Computer vision has made a significant progress in recent years thanks to advancement in neural network architectures and computing power. At the sensory level, the current machine vision systems sample the visual data uniformly to make predictions about the scene. This is in contrast with the human vision system that has high visual acuity only in a small central region, the fovea, and much coarser sampling away from the center. There has been a renewed interest, particularly in the context of active vision for robotics navigation and scene exploration, to develop biologically motivated methods that can leverage such foveated computations. While foveated vision offers computational savings at or near the region of interest, it requires eye movements to scan the scene for effective image understanding. The hypothesis is that methods that can leverage non-uniform sampling of the field of view together with eye-movements will lead to a new class of active vision systems that are optimized computationally for specific tasks of interest.

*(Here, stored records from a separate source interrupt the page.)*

//! Authorization-code grant request and token endpoint responses.

use std::fmt;

use serde::Deserialize;
use serde_json::{Map, Value};

use crate::config::ProviderConfig;
use crate::error::AuthError;

/// Form body of an RFC 6749 authorization-code token request.
///
/// The client secret is sent in the body (`client_secret_post`).
pub(crate) struct TokenRequest<'a> {
    client_id: &'a str,
    client_secret: &'a str,
    code: &'a str,
    redirect_uri: &'a str,
}

impl<'a> TokenRequest<'a> {
    pub(crate) fn new(config: &'a ProviderConfig, code: &'a str) -> Self {
        Self {
            client_id: &config.client_id,
            client_secret: config.client_secret.expose(),
            code,
            redirect_uri: &config.callback_url,
        }
    }

    pub(crate) fn form_params(&self) -> [(&'static str, &'a str); 5] {
        [
            ("grant_type", "authorization_code"),
            ("client_id", self.client_id),
            ("client_secret", self.client_secret),
            ("code", self.code),
            ("redirect_uri", self.redirect_uri),
        ]
    }
}

/// Successful token endpoint response.
///
/// `access_token` may be empty; [`TokenResponse::access_token`] enforces that
/// it is not. All fields the provider sent are kept in `raw`.
#[derive(Clone)]
pub struct TokenResponse {
    access_token: String,

    /// Token type, usually "bearer".
    pub token_type: Option<String>,

    /// Token lifetime in seconds. MailChimp sends 0 (non-expiring).
    pub expires_in: Option<u64>,

    /// Granted scope.
    pub scope: Option<String>,

    /// Every top-level field of the response, including the ones above.
    pub raw: Map<String, Value>,
}

impl TokenResponse {
    /// Parses a token endpoint body.
    ///
    /// # Errors
    ///
    /// Returns `AuthError::TokenExchangeFailed` if the body is not a JSON
    /// object.
    pub fn parse(body: &str) -> Result<Self, AuthError> {
        let value: Value = serde_json::from_str(body).map_err(|e| {
            AuthError::token_exchange_failed(format!("Failed to parse token response: {e}"))
        })?;
        let Value::Object(raw) = value else {
            return Err(AuthError::token_exchange_failed(
                "Token response is not a JSON object",
            ));
        };

        let str_field = |name: &str| raw.get(name).and_then(Value::as_str).map(String::from);

        Ok(Self {
            access_token: str_field("access_token").unwrap_or_default(),
            token_type: str_field("token_type"),
            expires_in: raw.get("expires_in").and_then(Value::as_u64),
            scope: str_field("scope"),
            raw,
        })
    }

    /// Returns the access token.
    ///
    /// # Errors
    ///
    /// Returns `AuthError::EmptyAccessToken` if the provider sent no token, a
    /// blank one, or a non-string value.
    pub fn access_token(&self) -> Result<&str, AuthError> {
        if self.access_token.trim().is_empty() {
            return Err(AuthError::EmptyAccessToken);
        }
        Ok(&self.access_token)
    }
}

impl fmt::Debug for TokenResponse {
    fn fmt(&self, f: &mut fmt::Formatter<'_>) -> fmt::Result {
        f.debug_struct("TokenResponse")
            .field("access_token", &"[REDACTED]")
            .field("token_type", &self.token_type)
            .field("expires_in", &self.expires_in)
            .field("scope", &self.scope)
            .field("fields", &self.raw.keys().collect::<Vec<_>>())
            .finish()
    }
}

/// OAuth error document (RFC 6749 §5.2).
#[derive(Debug, Deserialize)]
pub(crate) struct OAuthErrorResponse {
    pub(crate) error: String,
    pub(crate) error_description: Option<String>,
}

impl OAuthErrorResponse {
    /// Parses an error body, if it is one.
    pub(crate) fn parse(body: &str) -> Option<Self> {
        serde_json::from_str(body).ok()
    }
}

impl From<OAuthErrorResponse> for AuthError {
    fn from(err: OAuthErrorResponse) -> Self {
        AuthError::oauth_error(err.error, err.error_description)
    }
}

#[cfg(test)]
mod tests {
    use super::*;

    #[test]
    fn test_form_params() {
        let config = ProviderConfig::new("client-1", "secret-1", "https://idp.example.com/cb");
        let request = TokenRequest::new(&config, "code-1");
        let params = request.form_params();

        assert_eq!(params[0], ("grant_type", "authorization_code"));
        assert!(params.contains(&("client_id", "client-1")));
        assert!(params.contains(&("client_secret", "secret-1")));
        assert!(params.contains(&("code", "code-1")));
        assert!(params.contains(&("redirect_uri", "https://idp.example.com/cb")));
    }

    #[test]
    fn test_parse_mailchimp_response() {
        let body = r#"{"access_token":"tok123","expires_in":0,"scope":null}"#;
        let response = TokenResponse::parse(body).unwrap();
        assert_eq!(response.access_token().unwrap(), "tok123");
        assert_eq!(response.expires_in, Some(0));
        assert!(response.scope.is_none());
        assert_eq!(response.raw.len(), 3);
    }

    #[test]
    fn test_missing_or_blank_token() {
        let response = TokenResponse::parse(r#"{"token_type":"bearer"}"#).unwrap();
        assert!(matches!(
            response.access_token(),
            Err(AuthError::EmptyAccessToken)
        ));

        let response = TokenResponse::parse(r#"{"access_token":""}"#).unwrap();
        assert!(matches!(
            response.access_token(),
            Err(AuthError::EmptyAccessToken)
        ));

        let response = TokenResponse::parse(r#"{"access_token":42}"#).unwrap();
        assert!(response.access_token().is_err());
    }

    #[test]
    fn test_parse_rejects_non_object() {
        let err = TokenResponse::parse("[1,2]").unwrap_err();
        assert!(matches!(err, AuthError::TokenExchangeFailed { .. }));

        let err = TokenResponse::parse("<html>").unwrap_err();
        assert!(err.to_string().contains("Failed to parse token response"));
    }

    #[test]
    fn test_debug_hides_token() {
        let response = TokenResponse::parse(r#"{"access_token":"tok123"}"#).unwrap();
        let debug = format!("{response:?}");
        assert!(!debug.contains("tok123"));
        assert!(debug.contains("access_token"));
    }

    #[test]
    fn test_oauth_error_conversion() {
        let parsed = OAuthErrorResponse::parse(
            r#"{"error":"invalid_grant","error_description":"Invalid authorization code"}"#,
        )
        .unwrap();
        let err: AuthError = parsed.into();
        assert!(matches!(err, AuthError::TokenExchangeFailed { .. }));
        assert_eq!(err.oauth_error_code(), Some("invalid_grant"));
        assert!(err.to_string().contains("Invalid authorization code"));

        assert!(OAuthErrorResponse::parse("Bad Gateway").is_none());
    }
}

Inspired by the above observations, this research provides, for the first time, a comprehensive study of the human visual search in the constrained setting of person identification in the wild. A novel video database is created that systematically tests how different parts of a person contribute towards eye-movements and person identification. Our study shows that the search errors can dominate the overall recognition accuracy in human subject experiments. This calls for new strategies for integrating eye tracking with foveated image representations. Towards this two specific approaches are investigated further.
In the first approach, a deep neural network based method is developed to model eye movements. Using the long-short-term-memory to model the successive fixations. The proposed method outperforms state of the state of the art performance while simplifying the feature extraction procedure. The second approach focuses on the foveated image model that leverages multiple fixations. A convolutional neural network method is proposed that works directly with the foveated input images that achieves competitive recognition rates compared to standard neural networks operating on the same number of input pixels.
Overall the thesis investigates the requirements and implementations that could support active foveated vision, and lays down the ground work for future studies in this area.